La session organisée lors de la conférence de Casablanca par la Coalition Plus avait justement pour objet de faire un bilan plus de quinze ans après la conférence de Paris. Un grand nombre de militants y participent. Certains, comme Jeanne Gapiya de l'ANSS (Burundi), reconnus pour leur implication sur ce sujet, hélas peu débattu. Hélène Badini, Hélène Badiniconseillère régionale  (Afrique de l'ouest) de l’ONUSIDA pour les questions de mobilisation sociale et militante de la première heure au Burkina Faso, son pays, est revenue sur les combats passés pour une réelle contribution des personnes vivant avec le VIH/sida. Si de grandes victoires ont pu être obtenues, beaucoup reste néanmoins à faire pour que la participation des personnes ne soit pas un simple alibi. "[GIPA] montre le respect à la vie. Au début de la réponse à l'épidémie, ce n'était pas évident. On se battait pour la survie.
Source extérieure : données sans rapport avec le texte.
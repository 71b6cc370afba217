//! Tests for log level selection and subscriber installation

#[cfg(test)]
mod tests {
    use spatialmotif::io::logging::{init, level_for};

    // Tests the level implied by quiet and verbosity flags
    // Verified by letting verbosity override quiet
    #[test]
    fn test_level_for() {
        assert_eq!(level_for(false, 0), "warn");
        assert_eq!(level_for(false, 1), "info");
        assert_eq!(level_for(false, 2), "debug");
        assert_eq!(level_for(false, 3), "trace");
        assert_eq!(level_for(false, 9), "trace");
        assert_eq!(level_for(true, 3), "error");
    }

    // Tests that a second installation is refused
    // Verified by using init instead of try_init
    #[test]
    fn test_init_once() {
        init(true, 0);
        assert!(!init(false, 2));
    }
}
Avait-on besoin de GIPA ? Oui sans hésiter, car il était important de favoriser un environnement juridique favorable. Il y avait la discrimination, le rejet, etc. Il fallait aussi qu'on puisse capitaliser l'expérience des personnes. Il fallait sortir du statut de bénéficiaires de services de soins ou de soutien, pour être présent dans le processus décisionnaire, pour changer la perception qu'avaient les gens vis-à-vis de l'épidémie, pour militer pour l'accès universel [le traitement anti-VIH pour tous ceux qui en ont besoin], pour briser les préjugés en démontrant la contribution visible et significative des personnes vivant avec le VIH", explique t-elle.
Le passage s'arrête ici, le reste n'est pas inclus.